Abstract
Objectives
Multidrug chemotherapy is recommended for treating pulmonary Mycobacterium avium and Mycobacterium intracellulare disease. Although ethambutol has been demonstrated to inhibit macrolide resistance, the ethambutol dosage is sometimes decreased due to concerns about optic neuropathy. We aimed to assess whether lower ethambutol doses impact treatment outcomes.
Methods
Patients treated over 12 months between 2016 and 2020 were collected retrospectively. Clinical outcomes, including negative culture conversion, microbiological cure, adverse events, resistance to macrolides, and recurrence, were compared according to daily ethambutol dosage.
Results
Among 146 patients, 42 were treated with ethambutol dosages over 12.5 mg/kg/day, and 104 were treated with lower dosages. Negative culture conversion was achieved for 125 patients, and 90 patients achieved microbiological cure. Recurrence was identified in 16 patients who achieved microbiological cure. No macrolide resistance was observed, and no significant difference was observed in the percentage of negative culture conversion (P = 1.00) or microbiological cure (P = 0.67) between the high- and low-dosage ethambutol groups. Sputum smear positivity was associated with a lower adjusted odds ratio (aOR) of negative culture conversion (aOR: 0.48, 95% CI: 0.29–0.80).

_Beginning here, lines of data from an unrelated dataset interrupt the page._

//! End-to-end scenarios covering the grammar surface: plain documents,
//! resumable streaming, depth limits, comments, and trailing commas.

use pretty_assertions::assert_eq;
use pulljson::{CommentHandling, ErrorKind, ReadOutcome, TokenKind, Tokenizer, TokenizerOptions};

fn collect(buffer: &[u8], options: TokenizerOptions) -> Result<Vec<TokenKind>, pulljson::Error> {
    let mut tokenizer = Tokenizer::new(buffer, true, options);
    let mut kinds = Vec::new();
    loop {
        match tokenizer.read()? {
            ReadOutcome::Token => kinds.push(tokenizer.token_type()),
            ReadOutcome::End => return Ok(kinds),
            ReadOutcome::NeedMore => unreachable!("final block never needs more"),
        }
    }
}

#[test]
fn flat_object_of_scalars() {
    let kinds = collect(
        br#"{"a":1,"b":"two","c":true,"d":false,"e":null}"#,
        TokenizerOptions::new(),
    )
    .unwrap();
    assert_eq!(
        kinds,
        vec![
            TokenKind::ObjectStart,
            TokenKind::Property,
            TokenKind::Number,
            TokenKind::Property,
            TokenKind::String,
            TokenKind::Property,
            TokenKind::Boolean,
            TokenKind::Property,
            TokenKind::Boolean,
            TokenKind::Property,
            TokenKind::Null,
            TokenKind::ObjectEnd,
        ]
    );
}

#[test]
fn nested_arrays_and_objects() {
    let kinds = collect(br#"[{"a":[1,2,{"b":3}]},[]]"#, TokenizerOptions::new()).unwrap();
    assert_eq!(
        kinds,
        vec![
            TokenKind::ArrayStart,
            TokenKind::ObjectStart,
            TokenKind::Property,
            TokenKind::ArrayStart,
            TokenKind::Number,
            TokenKind::Number,
            TokenKind::ObjectStart,
            TokenKind::Property,
            TokenKind::Number,
            TokenKind::ObjectEnd,
            TokenKind::ArrayEnd,
            TokenKind::ObjectEnd,
            TokenKind::ArrayStart,
            TokenKind::ArrayEnd,
            TokenKind::ArrayEnd,
        ]
    );
}

#[test]
fn lone_top_level_number() {
    let kinds = collect(b"  42 ", TokenizerOptions::new()).unwrap();
    assert_eq!(kinds, vec![TokenKind::Number]);
}

#[test]
fn streaming_split_mid_number_resumes_cleanly() {
    let mut tokenizer = Tokenizer::new(b"[1", false, TokenizerOptions::new());
    assert_eq!(tokenizer.read().unwrap(), ReadOutcome::Token);
    assert_eq!(tokenizer.token_type(), TokenKind::ArrayStart);
    assert_eq!(tokenizer.read().unwrap(), ReadOutcome::NeedMore);

    let consumed = tokenizer.bytes_consumed();
    let mut next = b"[1"[consumed..].to_vec();
    next.extend_from_slice(b",23]");
    let mut tokenizer = tokenizer.continue_with(&next, true);

    assert_eq!(tokenizer.read().unwrap(), ReadOutcome::Token);
    assert_eq!(tokenizer.token_type(), TokenKind::Number);
    assert_eq!(tokenizer.token(), b"1");

    assert_eq!(tokenizer.read().unwrap(), ReadOutcome::Token);
    assert_eq!(tokenizer.token_type(), TokenKind::Number);
    assert_eq!(tokenizer.token(), b"23");

    assert_eq!(tokenizer.read().unwrap(), ReadOutcome::Token);
    assert_eq!(tokenizer.token_type(), TokenKind::ArrayEnd);
    assert_eq!(tokenizer.read().unwrap(), ReadOutcome::End);
}

#[test]
fn depth_limit_rejects_third_array() {
    let options = TokenizerOptions::new().with_max_depth(2);
    let err = collect(b"[[[1]]]", options).unwrap_err();
    assert!(matches!(
        err.kind,
        ErrorKind::ArrayDepthTooLarge { max_depth: 2 }
    ));
}

#[test]
fn comments_allowed_are_surfaced_as_tokens() {
    let options = TokenizerOptions::new().with_comment_handling(CommentHandling::Allow);
    let kinds = collect(b"[1, // trailing note\n2]", options).unwrap();
    assert_eq!(
        kinds,
        vec![
            TokenKind::ArrayStart,
            TokenKind::Number,
            TokenKind::Comment,
            TokenKind::Number,
            TokenKind::ArrayEnd,
        ]
    );
}

#[test]
fn comments_skipped_produce_no_token() {
    let options = TokenizerOptions::new().with_comment_handling(CommentHandling::Skip);
    let kinds = collect(b"[1, /* note */ 2]", options).unwrap();
    assert_eq!(
        kinds,
        vec![
            TokenKind::ArrayStart,
            TokenKind::Number,
            TokenKind::Number,
            TokenKind::ArrayEnd,
        ]
    );
}

#[test]
fn comments_disallowed_by_default_is_an_error() {
    let err = collect(b"[1 // oops\n]", TokenizerOptions::new()).unwrap_err();
    assert!(matches!(err.kind, ErrorKind::FoundInvalidCharacter { found: '/' }));
}

#[test]
fn escaped_string_decodes_on_demand() {
    let mut tokenizer = Tokenizer::new(br#""a\nb""#, true, TokenizerOptions::new());
    assert_eq!(tokenizer.read().unwrap(), ReadOutcome::Token);
    assert_eq!(tokenizer.token_type(), TokenKind::String);
    assert!(tokenizer.value_is_escaped());
    assert_eq!(tokenizer.get_string().unwrap(), "a\nb");
    assert!(tokenizer.text_equals("a\nb").unwrap());
    assert!(!tokenizer.text_equals("a\\nb").unwrap());
}

#[test]
fn numeric_accessor_rejects_out_of_range() {
    let mut tokenizer = Tokenizer::new(b"99999999999999999999", true, TokenizerOptions::new());
    assert_eq!(tokenizer.read().unwrap(), ReadOutcome::Token);
    let err = tokenizer.get_number::<u64>().unwrap_err();
    assert!(matches!(err.kind, ErrorKind::NumberOutOfRange));
    assert_eq!(tokenizer.try_get_number::<u64>(), None);
}

#[test]
fn accessor_misuse_reports_invalid_operation() {
    let mut tokenizer = Tokenizer::new(b"42", true, TokenizerOptions::new());
    assert_eq!(tokenizer.read().unwrap(), ReadOutcome::Token);
    let err = tokenizer.get_string().unwrap_err();
    assert!(matches!(
        err.kind,
        ErrorKind::InvalidOperationExpectedKind { .. }
    ));
}

#[test]
fn error_is_terminal_until_cleared() {
    let mut tokenizer = Tokenizer::new(b"]", true, TokenizerOptions::new());
    let first = tokenizer.read().unwrap_err();
    let second = tokenizer.read().unwrap_err();
    assert_eq!(first, second);
    tokenizer.clear_error();
    // Position is unchanged; the same byte re-raises the same error.
    let third = tokenizer.read().unwrap_err();
    assert_eq!(first, third);
}

#[test]
fn trailing_garbage_after_single_value_is_rejected_by_default() {
    let err = collect(b"1 2", TokenizerOptions::new()).unwrap_err();
    assert!(matches!(err.kind, ErrorKind::ExpectedEndAfterSingleJson));
}

#[test]
fn comma_separated_garbage_after_single_value_is_rejected_by_default() {
    let err = collect(b"1,2", TokenizerOptions::new()).unwrap_err();
    assert!(matches!(err.kind, ErrorKind::ExpectedEndAfterSingleJson));
}

#[test]
fn comment_immediately_after_comma_is_scanned() {
    let options = TokenizerOptions::new().with_comment_handling(CommentHandling::Allow);
    let kinds = collect(b"[1, /* c */ 2]", options).unwrap();
    assert_eq!(
        kinds,
        vec![
            TokenKind::ArrayStart,
            TokenKind::Number,
            TokenKind::Comment,
            TokenKind::Number,
            TokenKind::ArrayEnd,
        ]
    );
}

#[test]
fn trailing_comma_through_a_comment_is_still_rejected_by_default() {
    let options = TokenizerOptions::new().with_comment_handling(CommentHandling::Allow);
    let err = collect(b"[1, /* c */ ]", options).unwrap_err();
    assert!(matches!(
        err.kind,
        ErrorKind::TrailingCommaNotAllowedBeforeArrayEnd
    ));
}

#[test]
fn trailing_comma_through_a_comment_is_accepted_when_configured() {
    let options = TokenizerOptions::new()
        .with_comment_handling(CommentHandling::Allow)
        .with_trailing_commas(true);
    let kinds = collect(b"[1, /* c */ ]", options).unwrap();
    assert_eq!(
        kinds,
        vec![
            TokenKind::ArrayStart,
            TokenKind::Number,
            TokenKind::Comment,
            TokenKind::ArrayEnd,
        ]
    );
}

#[test]
fn trailing_comma_through_a_skipped_comment_is_still_rejected() {
    let options = TokenizerOptions::new().with_comment_handling(CommentHandling::Skip);
    let err = collect(b"[1, /* c */ ]", options).unwrap_err();
    assert!(matches!(
        err.kind,
        ErrorKind::TrailingCommaNotAllowedBeforeArrayEnd
    ));
}

#[test]
fn comment_disallowed_in_a_value_position_reports_missing_value() {
    let err = collect(b"[/]", TokenizerOptions::new()).unwrap_err();
    assert!(matches!(err.kind, ErrorKind::ExpectedStartOfValueNotFound));
}

#[test]
fn comment_disallowed_in_a_property_position_reports_missing_property() {
    let err = collect(b"{/:1}", TokenizerOptions::new()).unwrap_err();
    assert!(matches!(
        err.kind,
        ErrorKind::ExpectedStartOfPropertyNotFound
    ));
}

#[test]
fn read_x_family_advances_and_interprets_then_rolls_back_on_mismatch() {
    let mut tokenizer = Tokenizer::new(br#"{"a":1}"#, true, TokenizerOptions::new());
    assert_eq!(tokenizer.read().unwrap(), ReadOutcome::Token); // ObjectStart

    assert_eq!(tokenizer.try_read_bool().unwrap(), None);
    assert_eq!(
        tokenizer.read_property().unwrap().as_deref(),
        Some("a")
    );

    let err = tokenizer.read_bool().unwrap_err();
    assert!(matches!(
        err.kind,
        ErrorKind::InvalidOperationExpectedKind { .. }
    ));
    // The mismatched read rolled back; the same token is still there to
    // retry with the right interpretation.
    assert_eq!(tokenizer.read_number::<u64>().unwrap(), Some(1));

    assert_eq!(tokenizer.read().unwrap(), ReadOutcome::Token); // ObjectEnd
    assert_eq!(tokenizer.token_type(), TokenKind::ObjectEnd);
}

#[test]
fn multiple_top_level_values_allowed_when_configured() {
    let options = TokenizerOptions::new().with_multiple_values(true);
    let kinds = collect(b"1 2 3", options).unwrap();
    assert_eq!(
        kinds,
        vec![TokenKind::Number, TokenKind::Number, TokenKind::Number]
    );
}

#[test]
fn skip_advances_past_an_entire_object_value() {
    let mut tokenizer = Tokenizer::new(br#"{"a":{"b":[1,2,3]},"c":4}"#, true, TokenizerOptions::new());
    assert_eq!(tokenizer.read().unwrap(), ReadOutcome::Token); // ObjectStart
    assert_eq!(tokenizer.read().unwrap(), ReadOutcome::Token); // Property "a"
    assert_eq!(tokenizer.token_type(), TokenKind::Property);
    tokenizer.skip().unwrap();

    assert_eq!(tokenizer.read().unwrap(), ReadOutcome::Token);
    assert_eq!(tokenizer.token_type(), TokenKind::Property);
    assert_eq!(tokenizer.token(), b"c");

    assert_eq!(tokenizer.read().unwrap(), ReadOutcome::Token);
    assert_eq!(tokenizer.token_type(), TokenKind::Number);
    assert_eq!(tokenizer.token(), b"4");

    assert_eq!(tokenizer.read().unwrap(), ReadOutcome::Token);
    assert_eq!(tokenizer.token_type(), TokenKind::ObjectEnd);
    assert_eq!(tokenizer.read().unwrap(), ReadOutcome::End);
}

A lower aOR of microbiological cure was independently associated with sputum smear positivity (aOR: 0.52, 95% CI: 0.37–0.74) and with the use of an intermittent regimen (aOR: 0.60, 95% CI: 0.41–0.87). Daily ethambutol dosage was not identified as a prognostic factor for any of the outcomes. Optic neuropathy was observed in 7.1% of the high-dose ethambutol group and 1.0% of the low-dosage ethambutol group (P = 0.07).
Conclusion
An ethambutol dosage of 12.5 mg/kg/day or less in guideline-based chemotherapy may reduce optic neuropathy without worsening clinical outcomes.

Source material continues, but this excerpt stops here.